Pharmacotherapy. 2010 Aug;30(8):823-9. PMID: 20653359

Abstract Author(s):

Joel C Marrs, Joseph J Saseen

Article Affiliation:

1 Department of Clinical Pharmacy, School of Pharmacy, University of Colorado, Aurora, Colorado.

Abstract:

Abstract In the general population, dyslipidemia is an established independent risk factor for cardiovascular disease. In patients with end-stage renal disease (ESRD), comorbid cardiovascular disease is present at alarming rates, and those who require hemodialysis and have cardiovascular disease continue to have a high mortality rate. Lipid abnormalities associated with chronic kidney disease (CKD) vary depending on the stage of disease (stages 1-5), but low-density lipoprotein cholesterol (LDL) has been established as the primary lipid treatment target. Guidelines support an LDL level of less than 100 mg/dl in patients with all stages of CKD, except when the triglyceride level is above 500 mg/dl. As patients progress to stage 5 CKD (ESRD with hemodialysis), the high triglyceride, low high-density lipoprotein cholesterol, and increased lipoprotein(a) levels of the early stages become more pronounced, with increases in small dense LDL particles; however, total cholesterol and LDL values remain normal or decrease. In patients undergoing hemodialysis, lipid abnormalities are driven by an increase in hepatic secretion and delayed catabolism of very low-density lipoproteins, as well as a reduction in lipoprotein lipase and hepatic lipase. Epidemiologic data support the role of cholesterol lowering as a means to lower cardiovascular events in the hemodialysis population.
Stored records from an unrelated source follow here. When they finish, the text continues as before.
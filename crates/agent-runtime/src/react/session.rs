//! Per-user conversation state

use super::step::ReasoningStep;
use agent_core::Context;
use agent_llm::Message;

/// State owned by one user session
///
/// Chat history persists across queries. Reasoning steps belong to the
/// query in flight and are cleared whenever a query ends, however it ends.
#[derive(Debug, Clone, Default)]
pub struct Session {
    context: Context,
    chat_history: Vec<Message>,
    steps: Vec<ReasoningStep>,
}

impl Session {
    /// New session bound to a context
    pub fn new(context: Context) -> Self {
        Self {
            context,
            chat_history: Vec::new(),
            steps: Vec::new(),
        }
    }

    /// Context injected into every prompt of this session
    pub fn context(&self) -> &Context {
        &self.context
    }

    /// Completed exchanges, oldest first
    pub fn chat_history(&self) -> &[Message] {
        &self.chat_history
    }

    /// Reasoning steps of the current query
    pub fn steps(&self) -> &[ReasoningStep] {
        &self.steps
    }

    pub(crate) fn push_step(&mut self, step: ReasoningStep) {
        self.steps.push(step);
    }

    /// Clear the current query's reasoning steps
    pub fn reset(&mut self) {
        self.steps.clear();
    }

    /// Append a finished query and its response to the history
    pub fn record_exchange(&mut self, query: impl Into<String>, response: impl Into<String>) {
        self.chat_history.push(Message::user(query));
        self.chat_history.push(Message::assistant(response));
    }

    /// Forget the chat history
    pub fn clear_history(&mut self) {
        self.chat_history.clear();
        self.steps.clear();
    }
}
//! Crypto trading assistant
//!
//! This crate connects the ReAct runtime to a market-data HTTP API:
//!
//! - `api`: a thin client for the search, trending, wallet and position endpoints
//! - `tools`: the five tools the LLM can call (`get_wallet_balance`,
//!   `get_all_positions`, `get_positions_by_token`, `search_token`,
//!   `get_trending_pairs`)
//! - `prompts`: the system prompt
//! - `assistant`: [`TradingAssistant`], which assembles everything once and
//!   serves any number of sessions
//!
//! # Example
//!
//! ```rust,no_run
//! use agent_core::Context;
//! use agent_llm::LlmSettings;
//! use agent_market::{MarketConfig, TradingAssistant};
//!
//! # async fn example() -> Result<(), Box<dyn std::error::Error>> {
//! let assistant = TradingAssistant::builder()
//!     .market_config(MarketConfig::from_env()?)
//!     .provider(LlmSettings::from_env()?.build_provider()?)
//!     .build()?;
//!
//! let mut session = assistant.session(Context::new().with_auth_token("eyJhbGciOi..."))?;
//! let response = assistant.chat(&mut session, "What's trending on SUI?").await?;
//! println!("{}", response.response);
//! # Ok(())
//! # }
//! ```

pub mod api;
pub mod assistant;
pub mod config;
pub mod error;
pub mod prompts;
pub mod tools;

pub use api::MarketDataClient;
pub use assistant::{TradingAssistant, TradingAssistantBuilder};
pub use config::MarketConfig;
pub use error::{MarketError, Result};
pub use tools::build_registry;
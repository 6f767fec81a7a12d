//! Tool descriptors exposed to the LLM

use serde::{Deserialize, Serialize};
use serde_json::Value;

/// Describes a tool the LLM may call
///
/// The ReAct prompt lists tools by name and description, so both are part of
/// the protocol surface. The input schema documents the argument names.
#[derive(Debug, Clone, PartialEq, Serialize, Deserialize)]
pub struct ToolDefinition {
    /// Tool name (unique within a registry)
    pub name: String,

    /// Description of what the tool does
    pub description: String,

    /// JSON schema for the tool's input parameters
    pub input_schema: Value,
}

impl ToolDefinition {
    /// Create a new tool definition
    pub fn new(
        name: impl Into<String>,
        description: impl Into<String>,
        input_schema: Value,
    ) -> Self {
        Self {
            name: name.into(),
            description: description.into(),
            input_schema,
        }
    }
}

/// Helper module to build JSON schemas for tools
pub mod schema {
    use serde_json::{Value, json};

    /// Create a JSON schema for an object with properties
    ///
    /// # Example
    ///
    /// ```
    /// use agent_llm::tools::schema;
    /// use serde_json::json;
    ///
    /// let schema = schema::object(
    ///     json!({
    ///         "query": schema::string("Token name, symbol, or ticker"),
    ///         "limit": schema::integer_with_default("Maximum results", 5),
    ///     }),
    ///     &["query"],
    /// );
    /// assert_eq!(schema["required"][0], "query");
    /// ```
    pub fn object(properties: Value, required: &[&str]) -> Value {
        json!({
            "type": "object",
            "properties": properties,
            "required": required,
        })
    }

    /// String property schema
    pub fn string(description: &str) -> Value {
        json!({
            "type": "string",
            "description": description,
        })
    }

    /// String property restricted to a set of values, with a default
    pub fn string_enum(description: &str, values: &[&str], default: &str) -> Value {
        json!({
            "type": "string",
            "description": description,
            "enum": values,
            "default": default,
        })
    }

    /// Integer property schema with a default
    pub fn integer_with_default(description: &str, default: u64) -> Value {
        json!({
            "type": "integer",
            "description": description,
            "default": default,
        })
    }
}

#[cfg(test)]
mod tests {
    use super::*;
    use serde_json::json;

    #[test]
    fn test_tool_definition_creation() {
        let schema = schema::object(
            json!({
                "query": schema::string("Search query"),
                "jwt_token": schema::string("User's authorization token"),
            }),
            &["query"],
        );

        let tool = ToolDefinition::new("search_token", "Search tokens", schema.clone());
        assert_eq!(tool.name, "search_token");
        assert_eq!(tool.description, "Search tokens");
        assert_eq!(tool.input_schema, schema);
        assert_eq!(tool.input_schema["required"], json!(["query"]));
    }

    #[test]
    fn test_schema_builders() {
        let str_schema = schema::string("test");
        assert_eq!(str_schema["type"], "string");

        let int_schema = schema::integer_with_default("count", 5);
        assert_eq!(int_schema["type"], "integer");
        assert_eq!(int_schema["default"], 5);

        let enum_schema = schema::string_enum("res", &["5m", "1h"], "5m");
        assert_eq!(enum_schema["enum"], json!(["5m", "1h"]));
    }
}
We conducted a literature search of various databases (1966-September 2009) to identify relevant clinical trials that evaluated the efficacy and safety of multiple lipid-lowering agents for the treatment of dyslipidemia in patients with ESRD requiring hemodialysis. Only those trials that used clinical primary end points of coronary heart disease (e.g., cardiovascular death, myocardial infarction, stroke) were included in this review. Evidence demonstrates that 3-hydroxy-3-methylglutaryl coenzyme A reductase inhibitor (statin) therapy (i.e., atorvastatin and rosuvastatin) significantly reduces surrogate cardiovascular markers, particularly LDL, in patients with ESRD requiring hemodialysis; however, no statin has proved to reduce cardiovascular morbidity or mortality in this population. Trials evaluating omega-3 fatty acids did not show significant reductions in LDL or cardiovascular events in this population. Clinicians should appreciate these limitations when deciding whether to continue lipid-lowering pharmacotherapy in these patients, depending on their overall cardiovascular risk assessment.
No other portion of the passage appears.